• _WHAT YOU SHOULD DO_
Write out, without any change, the lines in the material below that run from the line with "operations for GitManager" through the line with "pub(crate) const FALLBACK_SIGNATURE_NAME: &str", both included.

• _DATASET_
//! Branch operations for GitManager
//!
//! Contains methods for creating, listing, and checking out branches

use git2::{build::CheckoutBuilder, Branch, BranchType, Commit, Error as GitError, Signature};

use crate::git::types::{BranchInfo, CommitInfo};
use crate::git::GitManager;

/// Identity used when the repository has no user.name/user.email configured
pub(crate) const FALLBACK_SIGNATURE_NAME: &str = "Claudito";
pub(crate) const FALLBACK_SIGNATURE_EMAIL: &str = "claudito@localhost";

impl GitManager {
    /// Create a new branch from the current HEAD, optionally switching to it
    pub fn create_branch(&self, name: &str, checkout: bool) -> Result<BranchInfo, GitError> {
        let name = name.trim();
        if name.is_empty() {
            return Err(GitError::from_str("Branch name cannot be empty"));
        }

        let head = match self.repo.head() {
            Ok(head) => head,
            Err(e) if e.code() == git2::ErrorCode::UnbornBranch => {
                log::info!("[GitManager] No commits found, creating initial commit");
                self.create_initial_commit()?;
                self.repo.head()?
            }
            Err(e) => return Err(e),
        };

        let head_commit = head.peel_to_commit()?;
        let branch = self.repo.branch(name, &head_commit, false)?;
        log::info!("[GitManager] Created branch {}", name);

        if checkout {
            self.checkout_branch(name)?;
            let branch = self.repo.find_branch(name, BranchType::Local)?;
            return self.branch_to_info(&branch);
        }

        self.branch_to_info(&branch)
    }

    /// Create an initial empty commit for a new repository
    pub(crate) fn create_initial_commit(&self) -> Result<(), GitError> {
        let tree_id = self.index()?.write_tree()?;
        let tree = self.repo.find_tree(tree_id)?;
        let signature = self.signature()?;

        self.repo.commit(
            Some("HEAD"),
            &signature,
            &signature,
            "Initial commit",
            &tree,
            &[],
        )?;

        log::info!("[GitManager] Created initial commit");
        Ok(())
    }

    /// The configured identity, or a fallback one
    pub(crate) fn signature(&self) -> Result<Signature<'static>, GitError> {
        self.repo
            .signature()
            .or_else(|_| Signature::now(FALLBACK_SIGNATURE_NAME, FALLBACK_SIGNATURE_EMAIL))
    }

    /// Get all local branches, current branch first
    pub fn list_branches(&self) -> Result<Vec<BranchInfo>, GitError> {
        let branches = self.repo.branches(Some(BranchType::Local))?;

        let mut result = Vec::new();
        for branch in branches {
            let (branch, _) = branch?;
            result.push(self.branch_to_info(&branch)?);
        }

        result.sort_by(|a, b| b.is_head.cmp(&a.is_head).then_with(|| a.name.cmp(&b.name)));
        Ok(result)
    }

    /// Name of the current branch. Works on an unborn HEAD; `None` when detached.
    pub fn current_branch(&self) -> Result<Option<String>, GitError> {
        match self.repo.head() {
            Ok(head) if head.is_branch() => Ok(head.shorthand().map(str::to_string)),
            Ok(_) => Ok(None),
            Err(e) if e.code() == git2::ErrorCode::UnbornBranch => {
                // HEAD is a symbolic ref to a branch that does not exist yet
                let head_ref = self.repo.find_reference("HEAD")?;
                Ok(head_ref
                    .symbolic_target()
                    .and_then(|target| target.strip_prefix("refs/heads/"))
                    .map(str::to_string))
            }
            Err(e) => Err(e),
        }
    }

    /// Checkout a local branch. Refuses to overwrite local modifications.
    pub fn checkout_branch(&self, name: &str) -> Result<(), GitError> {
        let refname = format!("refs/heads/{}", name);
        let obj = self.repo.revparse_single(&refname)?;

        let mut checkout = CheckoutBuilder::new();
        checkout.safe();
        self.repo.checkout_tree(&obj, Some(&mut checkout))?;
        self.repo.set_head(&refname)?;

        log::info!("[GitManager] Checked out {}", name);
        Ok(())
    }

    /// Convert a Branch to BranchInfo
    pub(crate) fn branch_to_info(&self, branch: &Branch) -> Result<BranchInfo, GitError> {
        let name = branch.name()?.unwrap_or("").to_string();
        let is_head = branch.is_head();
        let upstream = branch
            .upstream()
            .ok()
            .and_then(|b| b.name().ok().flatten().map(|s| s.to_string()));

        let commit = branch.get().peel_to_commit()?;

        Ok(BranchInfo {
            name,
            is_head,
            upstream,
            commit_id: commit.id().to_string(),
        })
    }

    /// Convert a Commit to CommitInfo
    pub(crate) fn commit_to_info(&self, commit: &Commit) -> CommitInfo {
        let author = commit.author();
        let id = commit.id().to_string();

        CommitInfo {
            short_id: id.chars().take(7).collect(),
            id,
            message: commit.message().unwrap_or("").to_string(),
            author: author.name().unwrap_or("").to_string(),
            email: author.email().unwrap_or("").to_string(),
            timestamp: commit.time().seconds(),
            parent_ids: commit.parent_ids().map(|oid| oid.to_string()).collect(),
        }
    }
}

...

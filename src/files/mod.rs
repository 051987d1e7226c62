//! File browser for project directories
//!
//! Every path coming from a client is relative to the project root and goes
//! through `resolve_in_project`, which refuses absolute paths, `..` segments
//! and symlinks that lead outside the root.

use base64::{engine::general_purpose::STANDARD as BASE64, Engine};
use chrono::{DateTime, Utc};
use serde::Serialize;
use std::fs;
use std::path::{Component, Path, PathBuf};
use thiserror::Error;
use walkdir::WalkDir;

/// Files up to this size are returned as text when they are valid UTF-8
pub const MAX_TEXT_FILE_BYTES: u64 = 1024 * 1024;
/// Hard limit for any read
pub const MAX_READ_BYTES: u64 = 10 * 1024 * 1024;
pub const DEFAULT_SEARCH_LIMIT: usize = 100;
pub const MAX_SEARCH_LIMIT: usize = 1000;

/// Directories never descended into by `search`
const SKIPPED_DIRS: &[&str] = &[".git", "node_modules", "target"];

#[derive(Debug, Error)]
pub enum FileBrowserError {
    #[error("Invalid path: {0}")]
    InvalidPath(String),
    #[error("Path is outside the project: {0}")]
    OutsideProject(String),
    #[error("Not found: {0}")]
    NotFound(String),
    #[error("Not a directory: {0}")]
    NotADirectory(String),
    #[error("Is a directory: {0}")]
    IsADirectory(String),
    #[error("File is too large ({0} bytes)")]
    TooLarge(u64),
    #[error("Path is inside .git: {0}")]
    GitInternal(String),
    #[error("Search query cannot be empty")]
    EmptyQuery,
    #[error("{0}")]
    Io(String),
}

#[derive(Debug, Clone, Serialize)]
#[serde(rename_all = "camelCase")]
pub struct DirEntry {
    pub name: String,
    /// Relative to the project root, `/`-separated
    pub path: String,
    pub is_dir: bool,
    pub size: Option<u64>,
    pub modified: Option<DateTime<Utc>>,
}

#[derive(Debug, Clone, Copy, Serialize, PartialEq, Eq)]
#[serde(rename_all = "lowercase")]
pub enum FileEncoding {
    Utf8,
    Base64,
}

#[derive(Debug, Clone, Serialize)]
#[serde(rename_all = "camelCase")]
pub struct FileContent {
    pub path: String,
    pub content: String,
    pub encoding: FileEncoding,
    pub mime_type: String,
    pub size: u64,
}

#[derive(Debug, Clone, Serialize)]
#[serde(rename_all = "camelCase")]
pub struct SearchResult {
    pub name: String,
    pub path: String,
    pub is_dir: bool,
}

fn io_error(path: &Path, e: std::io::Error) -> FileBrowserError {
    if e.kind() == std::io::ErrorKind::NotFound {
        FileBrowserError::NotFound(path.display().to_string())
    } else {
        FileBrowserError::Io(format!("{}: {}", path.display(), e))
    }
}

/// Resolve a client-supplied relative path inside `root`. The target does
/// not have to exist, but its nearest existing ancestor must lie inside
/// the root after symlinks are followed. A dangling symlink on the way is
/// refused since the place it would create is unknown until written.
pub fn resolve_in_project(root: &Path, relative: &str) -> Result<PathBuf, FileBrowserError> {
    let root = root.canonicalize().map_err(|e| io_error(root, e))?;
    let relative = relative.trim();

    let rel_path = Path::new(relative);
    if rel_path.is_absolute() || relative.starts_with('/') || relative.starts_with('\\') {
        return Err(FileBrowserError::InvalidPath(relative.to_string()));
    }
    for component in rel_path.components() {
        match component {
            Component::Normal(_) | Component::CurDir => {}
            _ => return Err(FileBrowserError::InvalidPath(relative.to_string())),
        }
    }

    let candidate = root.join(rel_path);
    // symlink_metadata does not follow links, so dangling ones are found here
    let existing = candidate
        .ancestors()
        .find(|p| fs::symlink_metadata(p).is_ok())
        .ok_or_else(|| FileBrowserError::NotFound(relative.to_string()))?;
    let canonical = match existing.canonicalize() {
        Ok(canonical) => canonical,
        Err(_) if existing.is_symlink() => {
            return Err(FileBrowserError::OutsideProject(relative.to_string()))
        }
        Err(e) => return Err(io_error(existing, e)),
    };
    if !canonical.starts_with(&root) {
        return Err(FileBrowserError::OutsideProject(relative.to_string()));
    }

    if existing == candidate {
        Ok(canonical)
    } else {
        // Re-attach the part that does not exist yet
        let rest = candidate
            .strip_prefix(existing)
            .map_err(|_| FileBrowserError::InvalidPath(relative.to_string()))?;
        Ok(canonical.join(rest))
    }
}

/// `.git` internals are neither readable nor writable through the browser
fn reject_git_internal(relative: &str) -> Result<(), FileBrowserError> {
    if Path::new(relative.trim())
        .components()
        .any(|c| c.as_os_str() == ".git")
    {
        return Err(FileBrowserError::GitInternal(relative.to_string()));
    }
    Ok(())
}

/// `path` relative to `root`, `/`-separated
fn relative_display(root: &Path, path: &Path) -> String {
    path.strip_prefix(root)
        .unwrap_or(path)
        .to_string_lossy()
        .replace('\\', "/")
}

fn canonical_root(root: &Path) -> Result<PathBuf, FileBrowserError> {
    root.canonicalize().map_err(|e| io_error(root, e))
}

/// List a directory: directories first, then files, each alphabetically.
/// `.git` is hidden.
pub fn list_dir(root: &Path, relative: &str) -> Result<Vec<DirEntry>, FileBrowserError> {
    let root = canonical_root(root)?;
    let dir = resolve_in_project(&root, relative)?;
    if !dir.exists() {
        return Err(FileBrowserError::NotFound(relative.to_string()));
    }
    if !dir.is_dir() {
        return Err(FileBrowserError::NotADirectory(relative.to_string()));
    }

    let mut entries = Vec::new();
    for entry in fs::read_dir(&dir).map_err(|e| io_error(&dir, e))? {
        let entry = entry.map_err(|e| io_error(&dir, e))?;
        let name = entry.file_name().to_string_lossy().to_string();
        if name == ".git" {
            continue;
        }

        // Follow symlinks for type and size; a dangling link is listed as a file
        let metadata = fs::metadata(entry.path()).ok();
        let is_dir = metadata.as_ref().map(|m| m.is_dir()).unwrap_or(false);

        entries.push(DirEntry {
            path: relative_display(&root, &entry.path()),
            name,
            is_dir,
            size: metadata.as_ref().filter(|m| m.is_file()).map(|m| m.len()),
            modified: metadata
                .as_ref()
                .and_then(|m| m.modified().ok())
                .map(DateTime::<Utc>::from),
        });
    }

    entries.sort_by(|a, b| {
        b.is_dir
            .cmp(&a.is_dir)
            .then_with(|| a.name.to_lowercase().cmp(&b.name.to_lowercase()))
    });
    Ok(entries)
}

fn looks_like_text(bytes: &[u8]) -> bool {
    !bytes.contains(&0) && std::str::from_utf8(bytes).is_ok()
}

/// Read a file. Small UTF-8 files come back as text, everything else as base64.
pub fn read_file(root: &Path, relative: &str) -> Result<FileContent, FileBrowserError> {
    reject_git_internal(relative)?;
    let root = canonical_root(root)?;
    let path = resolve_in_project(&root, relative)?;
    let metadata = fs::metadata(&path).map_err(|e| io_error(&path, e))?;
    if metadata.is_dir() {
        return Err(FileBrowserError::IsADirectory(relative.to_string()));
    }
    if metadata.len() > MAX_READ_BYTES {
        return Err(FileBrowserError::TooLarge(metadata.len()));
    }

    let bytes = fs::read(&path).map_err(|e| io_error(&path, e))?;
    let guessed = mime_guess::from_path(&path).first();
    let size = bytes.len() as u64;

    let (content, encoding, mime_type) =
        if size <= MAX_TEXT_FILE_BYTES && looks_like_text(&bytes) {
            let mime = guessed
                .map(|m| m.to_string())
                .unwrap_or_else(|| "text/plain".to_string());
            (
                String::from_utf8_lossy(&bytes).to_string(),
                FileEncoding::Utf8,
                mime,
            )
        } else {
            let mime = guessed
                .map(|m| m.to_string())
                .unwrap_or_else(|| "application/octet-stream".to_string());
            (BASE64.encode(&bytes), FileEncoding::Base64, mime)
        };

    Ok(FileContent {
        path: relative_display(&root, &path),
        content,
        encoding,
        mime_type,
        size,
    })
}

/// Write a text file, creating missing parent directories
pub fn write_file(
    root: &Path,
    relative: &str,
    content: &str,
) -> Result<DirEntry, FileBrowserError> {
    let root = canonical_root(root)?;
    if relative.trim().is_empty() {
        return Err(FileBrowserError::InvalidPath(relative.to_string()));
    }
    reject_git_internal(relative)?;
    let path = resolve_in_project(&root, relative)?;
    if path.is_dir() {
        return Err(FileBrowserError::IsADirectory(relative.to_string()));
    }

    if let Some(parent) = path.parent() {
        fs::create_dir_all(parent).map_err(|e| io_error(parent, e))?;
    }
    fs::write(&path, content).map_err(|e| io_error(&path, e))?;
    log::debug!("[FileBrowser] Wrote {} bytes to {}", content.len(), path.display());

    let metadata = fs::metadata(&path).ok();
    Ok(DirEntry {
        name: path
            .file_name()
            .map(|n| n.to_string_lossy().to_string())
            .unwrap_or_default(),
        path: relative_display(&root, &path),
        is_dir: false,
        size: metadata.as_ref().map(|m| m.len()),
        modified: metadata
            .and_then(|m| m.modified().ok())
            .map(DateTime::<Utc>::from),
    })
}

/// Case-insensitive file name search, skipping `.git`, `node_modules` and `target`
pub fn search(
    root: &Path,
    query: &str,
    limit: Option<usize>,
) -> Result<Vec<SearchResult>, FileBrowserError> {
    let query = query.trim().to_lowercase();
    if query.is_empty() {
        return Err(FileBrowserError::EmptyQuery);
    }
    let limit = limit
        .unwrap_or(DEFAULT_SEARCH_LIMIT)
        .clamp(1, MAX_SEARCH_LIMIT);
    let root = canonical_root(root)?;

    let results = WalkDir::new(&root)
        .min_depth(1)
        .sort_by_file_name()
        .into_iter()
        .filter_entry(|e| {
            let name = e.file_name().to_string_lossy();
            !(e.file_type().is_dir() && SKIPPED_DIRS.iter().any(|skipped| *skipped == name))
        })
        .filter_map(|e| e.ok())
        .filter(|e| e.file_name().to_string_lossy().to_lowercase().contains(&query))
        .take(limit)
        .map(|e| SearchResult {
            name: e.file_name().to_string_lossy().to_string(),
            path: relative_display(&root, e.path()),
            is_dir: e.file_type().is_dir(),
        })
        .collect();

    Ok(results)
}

• _TASK SOLUTION_
//! Branch operations for GitManager
//!
//! Contains methods for creating, listing, and checking out branches

use git2::{build::CheckoutBuilder, Branch, BranchType, Commit, Error as GitError, Signature};

use crate::git::types::{BranchInfo, CommitInfo};
use crate::git::GitManager;

/// Identity used when the repository has no user.name/user.email configured
pub(crate) const FALLBACK_SIGNATURE_NAME: &str = "Claudito";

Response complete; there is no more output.